Scala: Elegant solution to iterate over (List, List) - scala

I'm trying to come up with an "elegant" solution to iterate over two lists (pairs of values), and perform some tests on the resulting values.
Any ideas? Here's what I have so far, but I get "value filter is not a member of (List[Int], List[Int])," which surprises me I thought this would work. AND, I feel like there must be a much cleaner way to express this in Scala.
val accounts = random(count = 100, minimum = 1, maximum = GPDataTypes.integer._2)
val ids = random(count = 100, minimum = 1, maximum = GPDataTypes.integer._2)
for ((id, accountId) <- (ids, accounts)) {
val g = new GPGlimple(Some(id), Some(timestamp), accountId, false, false, 2)
println(g)
g.accountId mustEqual accountId
g.id mustEqual id
g.created.get must beLessThan(System.currentTimeMillis)
g.layers must beNone
g.version must be equalTo 2
}

The simplest solution for this is zip:
(ids zip accounts)
The documentation for zip says:
Returns a list formed from this list and another iterable collection by combining corresponding elements in pairs.

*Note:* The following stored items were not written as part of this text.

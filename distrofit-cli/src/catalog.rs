//! Catalog command implementation and catalog loading shared with `score`.

use std::io::{BufReader, Write};

use camino::{Utf8Path, Utf8PathBuf};
use clap::Parser;
use distrofit_core::Catalog;
use log::info;
use ortho_config::{OrthoConfig, SubcmdConfigMerge};
use serde::{Deserialize, Serialize};

use crate::fs::{open_utf8_file, require_existing};
use crate::{ARG_CATALOG, CliError};

/// CLI arguments for the `catalog` subcommand.
#[derive(Debug, Clone, Parser, Deserialize, Serialize, OrthoConfig, Default)]
#[command(
    long_about = "Load a catalog, validate every entry and print it as JSON. \
                 Without --catalog the shipped catalog is printed.",
    about = "Validate and print a distribution catalog"
)]
#[ortho_config(prefix = "DISTROFIT")]
pub(crate) struct CatalogArgs {
    /// Path to a JSON catalog; defaults to the shipped catalog.
    #[arg(long = ARG_CATALOG, value_name = "path")]
    #[serde(default)]
    pub(crate) catalog: Option<Utf8PathBuf>,
}

impl CatalogArgs {
    pub(crate) fn into_config(self) -> Result<CatalogConfig, CliError> {
        let merged = self.load_and_merge().map_err(CliError::Configuration)?;
        Ok(CatalogConfig::from(merged))
    }
}

/// Resolved `catalog` command configuration.
#[derive(Debug, Clone, PartialEq, Eq)]
pub(crate) struct CatalogConfig {
    /// Optional catalog override.
    pub(crate) catalog: Option<Utf8PathBuf>,
}

impl CatalogConfig {
    pub(crate) fn validate_sources(&self) -> Result<(), CliError> {
        self.catalog
            .as_deref()
            .map_or(Ok(()), |path| require_existing(path, ARG_CATALOG))
    }
}

impl From<CatalogArgs> for CatalogConfig {
    fn from(args: CatalogArgs) -> Self {
        Self {
            catalog: args.catalog,
        }
    }
}

pub(crate) fn run_catalog(args: CatalogArgs) -> Result<(), CliError> {
    let mut stdout = std::io::stdout().lock();
    run_catalog_with(args, &mut stdout)
}

pub(crate) fn run_catalog_with(args: CatalogArgs, writer: &mut dyn Write) -> Result<(), CliError> {
    let config = args.into_config()?;
    config.validate_sources()?;
    let catalog = load_catalog(config.catalog.as_deref())?;
    write_json(writer, &catalog)
}

/// Load the catalog at `path`, or the shipped catalog when no path is given.
pub(crate) fn load_catalog(source: Option<&Utf8Path>) -> Result<Catalog, CliError> {
    let Some(path) = source else {
        return Ok(Catalog::builtin());
    };
    let file = open_utf8_file(path).map_err(|source| CliError::OpenCatalog {
        path: path.to_path_buf(),
        source,
    })?;
    let catalog: Catalog = serde_json::from_reader(BufReader::new(file)).map_err(|source| {
        CliError::ParseCatalog {
            path: path.to_path_buf(),
            source,
        }
    })?;
    info!("loaded {} catalog items from {path}", catalog.len());
    Ok(catalog)
}

/// Write `value` as pretty JSON followed by a newline.
pub(crate) fn write_json<T: Serialize + ?Sized>(
    writer: &mut dyn Write,
    value: &T,
) -> Result<(), CliError> {
    let payload = serde_json::to_string_pretty(value).map_err(CliError::SerializeOutput)?;
    writer
        .write_all(payload.as_bytes())
        .map_err(CliError::WriteOutput)?;
    writer.write_all(b"\n").map_err(CliError::WriteOutput)?;
    Ok(())
}
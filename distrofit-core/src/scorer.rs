//! Score a profile against a catalog.
//!
//! The `ProfileScorer` trait is the single logical operation exposed by the
//! engine: given pre-extracted [`Signals`](crate::Signals) and a
//! [`Catalog`](crate::Catalog), produce a [`ScoreResult`](crate::ScoreResult).

use crate::{Catalog, ScoreResult, Signals};

/// Rank a catalog for a profile and report the best fit.
///
/// Implementations must be pure: identical inputs always yield identical
/// outputs, and the catalog is never mutated. They must be `Send + Sync` so a
/// single scorer can serve concurrent callers. The method is infallible;
/// every [`Signals`] value, including an empty one, is valid input.
///
/// # Examples
///
/// ```rust
/// use distrofit_core::{
///     Catalog, FitCategory, ProfileScorer, Recommendation, ScoreResult, Signals,
/// };
///
/// struct FirstItem;
///
/// impl ProfileScorer for FirstItem {
///     fn score(&self, _signals: &Signals, catalog: &Catalog) -> ScoreResult {
///         let item = catalog.first();
///         ScoreResult {
///             score: 50,
///             category: FitCategory::Potential,
///             confidence: 0.5,
///             recommendation: Recommendation::from(item),
///         }
///     }
/// }
///
/// let result = FirstItem.score(&Signals::new(), &Catalog::builtin());
/// assert_eq!(result.recommendation.id, "cachyos");
/// ```
pub trait ProfileScorer: Send + Sync {
    /// Score `signals` against `catalog`.
    fn score(&self, signals: &Signals, catalog: &Catalog) -> ScoreResult;
}
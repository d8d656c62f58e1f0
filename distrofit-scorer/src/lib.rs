//! Deterministic profile-to-distribution matching.
//!
//! Scoring runs as a short pipeline over a [`Catalog`](distrofit_core::Catalog):
//! - **Dimension extraction** projects [`Signals`](distrofit_core::Signals)
//!   onto four axes using static, ordered keyword tables.
//! - **Matching** filters the eligible candidates, scores each by a weighted
//!   blend of geometric similarity, log-scaled popularity and trend, and keeps
//!   the first strictly best composite.
//! - **Normalization** turns the match quality into a `0..=100` score through
//!   additive contextual adjustments, and **categorization** labels it.
//!
//! [`FitEngine`] runs the whole pipeline and implements
//! [`ProfileScorer`](distrofit_core::ProfileScorer); [`FitEngine::assess`]
//! additionally returns every intermediate artefact.
//!
//! # Examples
//!
//! ```
//! use distrofit_core::{Catalog, FitCategory, Signals};
//! use distrofit_scorer::score;
//!
//! let catalog = Catalog::builtin();
//! let signals = Signals::new().with_keywords(["gaming", "vulkan"]);
//! let result = score(&signals, &catalog);
//! assert!(matches!(
//!     result.category,
//!     FitCategory::Strong | FitCategory::Potential | FitCategory::None
//! ));
//! ```

#![forbid(unsafe_code)]
#![cfg_attr(docsrs, feature(doc_cfg))]

mod category;
mod dimensions;
mod engine;
mod error;
mod highlights;
mod matcher;
mod normalizer;
pub(crate) mod rules;
mod weights;

pub use category::{POTENTIAL_THRESHOLD, STRONG_THRESHOLD, categorize};
pub use dimensions::{Contribution, DimensionTrace, extract, extract_with_trace};
pub use engine::{Assessment, FitEngine, score};
pub use error::WeightsError;
pub use highlights::highlights;
pub use matcher::{
    CandidateScore, GENERIC_FOR_DEVELOPER_FACTOR, MAX_DISTANCE, Ranking,
    TOO_EASY_FOR_TINKERER_FACTOR, apply_penalties, euclidean, match_profile, rank,
};
pub use normalizer::{DECLINING_POPULARITY, NICHE_POPULARITY, close_axes, normalize};
pub use weights::{DEFAULT_REFERENCE_POPULARITY, DEFAULT_SENIOR_POPULARITY_FLOOR, MatchWeights};
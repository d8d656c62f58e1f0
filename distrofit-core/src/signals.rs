//! Structured profile signals produced by an upstream extraction step.
//!
//! The engine never inspects raw text. Every collection is a set so that
//! repeated terms cannot count twice, and iteration order is sorted and
//! therefore stable across runs.

use std::collections::BTreeSet;
use std::fmt;
use std::str::FromStr;

/// Coarse estimate of a profile's experience.
///
/// # Examples
/// ```
/// use distrofit_core::ExperienceLevel;
///
/// assert_eq!("senior".parse::<ExperienceLevel>(), Ok(ExperienceLevel::Senior));
/// assert_eq!(ExperienceLevel::default(), ExperienceLevel::Mid);
/// ```
#[derive(Debug, Clone, Copy, PartialEq, Eq, Hash, Default)]
#[cfg_attr(
    feature = "serde",
    derive(serde::Serialize, serde::Deserialize),
    serde(rename_all = "lowercase")
)]
pub enum ExperienceLevel {
    /// Early-career profile.
    Junior,
    /// Neither junior nor senior.
    #[default]
    Mid,
    /// Experienced profile.
    Senior,
}

impl ExperienceLevel {
    /// Return the level as a lowercase `&str`.
    #[must_use]
    pub const fn as_str(self) -> &'static str {
        match self {
            Self::Junior => "junior",
            Self::Mid => "mid",
            Self::Senior => "senior",
        }
    }
}

impl fmt::Display for ExperienceLevel {
    fn fmt(&self, f: &mut fmt::Formatter<'_>) -> fmt::Result {
        f.write_str(self.as_str())
    }
}

impl FromStr for ExperienceLevel {
    type Err = String;

    fn from_str(s: &str) -> Result<Self, Self::Err> {
        match s.trim().to_lowercase().as_str() {
            "junior" => Ok(Self::Junior),
            "mid" => Ok(Self::Mid),
            "senior" => Ok(Self::Senior),
            _ => Err(format!("unknown experience level '{s}'")),
        }
    }
}

/// Overall polarity of the analysed profile.
///
/// Carried through for downstream consumers; scoring ignores it.
#[derive(Debug, Clone, Copy, PartialEq, Eq, Hash, Default)]
#[cfg_attr(
    feature = "serde",
    derive(serde::Serialize, serde::Deserialize),
    serde(rename_all = "lowercase")
)]
pub enum Sentiment {
    /// Positive tone.
    Positive,
    /// Neutral tone.
    #[default]
    Neutral,
    /// Negative tone.
    Negative,
}

/// Pre-extracted evidence about a profile.
///
/// Empty collections mean "no evidence" and are always valid.
///
/// # Examples
/// ```
/// use distrofit_core::{ExperienceLevel, Signals};
///
/// let signals = Signals::new()
///     .with_experience(ExperienceLevel::Senior)
///     .with_keywords(["kubernetes", "devops"])
///     .with_tech_stack(["go", "rust"]);
/// assert!(signals.keywords.contains("devops"));
/// assert_eq!(signals.tech_stack.len(), 2);
/// ```
#[derive(Debug, Clone, PartialEq, Eq, Default)]
#[cfg_attr(
    feature = "serde",
    derive(serde::Serialize, serde::Deserialize),
    serde(default)
)]
pub struct Signals {
    /// Broad subject areas.
    pub topics: BTreeSet<String>,
    /// Overall tone.
    pub sentiment: Sentiment,
    /// Experience estimate.
    pub experience_level: ExperienceLevel,
    /// Free-form keywords.
    pub keywords: BTreeSet<String>,
    /// Languages, tools and platforms.
    pub tech_stack: BTreeSet<String>,
}

impl Signals {
    /// Construct empty signals for a mid-level profile.
    #[must_use]
    pub fn new() -> Self {
        Self::default()
    }

    /// Set the experience level while returning `self` for chaining.
    #[must_use]
    pub fn with_experience(mut self, level: ExperienceLevel) -> Self {
        self.experience_level = level;
        self
    }

    /// Set the sentiment while returning `self` for chaining.
    #[must_use]
    pub fn with_sentiment(mut self, sentiment: Sentiment) -> Self {
        self.sentiment = sentiment;
        self
    }

    /// Add topics while returning `self` for chaining.
    #[must_use]
    pub fn with_topics<I, S>(mut self, topics: I) -> Self
    where
        I: IntoIterator<Item = S>,
        S: Into<String>,
    {
        self.topics.extend(topics.into_iter().map(Into::into));
        self
    }

    /// Add keywords while returning `self` for chaining.
    #[must_use]
    pub fn with_keywords<I, S>(mut self, keywords: I) -> Self
    where
        I: IntoIterator<Item = S>,
        S: Into<String>,
    {
        self.keywords.extend(keywords.into_iter().map(Into::into));
        self
    }

    /// Add tech-stack terms while returning `self` for chaining.
    #[must_use]
    pub fn with_tech_stack<I, S>(mut self, terms: I) -> Self
    where
        I: IntoIterator<Item = S>,
        S: Into<String>,
    {
        self.tech_stack.extend(terms.into_iter().map(Into::into));
        self
    }

    /// Report whether the profile is senior.
    #[must_use]
    pub fn is_senior(&self) -> bool {
        self.experience_level == ExperienceLevel::Senior
    }
}
//! Fixture builders for synthetic catalogs used by unit and behaviour tests.

use crate::{Attributes, Catalog, CatalogError, CatalogItem, Trend};

/// Builder for a single synthetic [`CatalogItem`].
///
/// Defaults to mid-range attributes, popularity 1000 and a stable trend.
#[derive(Debug, Clone)]
pub struct ItemBuilder {
    item: CatalogItem,
}

impl ItemBuilder {
    /// Start a builder for `id`; the display name mirrors the id.
    #[must_use]
    pub fn new(id: &str) -> Self {
        Self {
            item: CatalogItem {
                id: id.to_owned(),
                name: id.to_owned(),
                attributes: Attributes {
                    rolling: 5,
                    easy: 5,
                    diy: 5,
                    performance: 5,
                    dev_focus: 5,
                },
                popularity: 1000,
                trend: Trend::Stable,
            },
        }
    }

    /// Set the four matching axes.
    #[must_use]
    pub fn axes(mut self, rolling: u8, diy: u8, performance: u8, dev_focus: u8) -> Self {
        self.item.attributes.rolling = rolling;
        self.item.attributes.diy = diy;
        self.item.attributes.performance = performance;
        self.item.attributes.dev_focus = dev_focus;
        self
    }

    /// Set the ease-of-use attribute.
    #[must_use]
    pub fn easy(mut self, easy: u8) -> Self {
        self.item.attributes.easy = easy;
        self
    }

    /// Set popularity.
    #[must_use]
    pub fn popularity(mut self, popularity: u32) -> Self {
        self.item.popularity = popularity;
        self
    }

    /// Set trend.
    #[must_use]
    pub fn trend(mut self, trend: Trend) -> Self {
        self.item.trend = trend;
        self
    }

    /// Finish the item.
    #[must_use]
    pub fn build(self) -> CatalogItem {
        self.item
    }
}

/// Build a validated catalog from builders, preserving their order.
///
/// # Errors
/// Propagates [`CatalogError`] from [`Catalog::new`].
pub fn catalog_of<I>(builders: I) -> Result<Catalog, CatalogError>
where
    I: IntoIterator<Item = ItemBuilder>,
{
    Catalog::new(builders.into_iter().map(ItemBuilder::build).collect())
}
//! Error types raised while configuring the matching engine.
#![forbid(unsafe_code)]

use thiserror::Error;

/// Errors raised when [`MatchWeights`](crate::MatchWeights) are unusable.
#[derive(Debug, Clone, PartialEq, Eq, Error)]
pub enum WeightsError {
    /// A weight or multiplier was NaN or infinite.
    #[error("{field} must be finite")]
    NonFinite {
        /// Name of the offending field.
        field: &'static str,
    },
    /// A weight or multiplier was negative.
    #[error("{field} must not be negative")]
    Negative {
        /// Name of the offending field.
        field: &'static str,
    },
    /// Similarity and popularity weights summed to zero.
    #[error("similarity and popularity weights must sum to a positive value")]
    ZeroTotal,
    /// The popularity reference was zero, which would collapse normalisation.
    #[error("reference popularity must be positive")]
    ZeroReferencePopularity,
}
//! Command-line interface for scoring developer profiles against the
//! distribution catalog.
#![forbid(unsafe_code)]

use clap::{Parser, Subcommand};

mod catalog;
mod error;
mod fs;
mod score;

pub use error::CliError;

use catalog::CatalogArgs;
use score::ScoreArgs;

pub(crate) const ARG_SIGNALS: &str = "signals";
pub(crate) const ARG_CATALOG: &str = "catalog";
pub(crate) const ARG_REFERENCE_POPULARITY: &str = "reference-popularity";
pub(crate) const ARG_SENIOR_POPULARITY_FLOOR: &str = "senior-popularity-floor";
pub(crate) const ARG_DIAGNOSTICS: &str = "diagnostics";
pub(crate) const ENV_SIGNALS: &str = "DISTROFIT_CMDS_SCORE_SIGNALS_PATH";

/// Run the distrofit CLI with the current process arguments and environment.
///
/// # Errors
/// Returns [`CliError`] when arguments or configuration are invalid, when an
/// input file cannot be read or decoded, or when writing the output fails.
pub fn run() -> Result<(), CliError> {
    let cli = Cli::try_parse().map_err(CliError::ArgumentParsing)?;
    match cli.command {
        Command::Score(args) => score::run_score(args),
        Command::Catalog(args) => catalog::run_catalog(args),
    }
}

#[derive(Debug, Parser)]
#[command(
    name = "distrofit",
    about = "Match developer profiles to Linux distributions",
    version
)]
struct Cli {
    #[command(subcommand)]
    command: Command,
}

#[derive(Debug, Subcommand)]
enum Command {
    /// Score a signals document against the catalog.
    Score(ScoreArgs),
    /// Validate and print a catalog.
    Catalog(CatalogArgs),
}

#[cfg(test)]
mod tests;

In other words, zip will return a list of tuples.
The zipped method could also work here:
(ids, accounts).zipped
You can find the zipped source for 2-tuples here. Note that this is made available through an enrichment of (T, U) where T is implicitly viewable as a TraversableLike and U is implicitly viewable as an IterableLike. That method returns a ZippedTraversable2, which is a minimal interface that encapsulates this sort of zipped return, and behaves more efficiently for large sequences by inhibiting the creation of intermediary collections. These are generally more performant because they use iterators internally, as can be seen in the source.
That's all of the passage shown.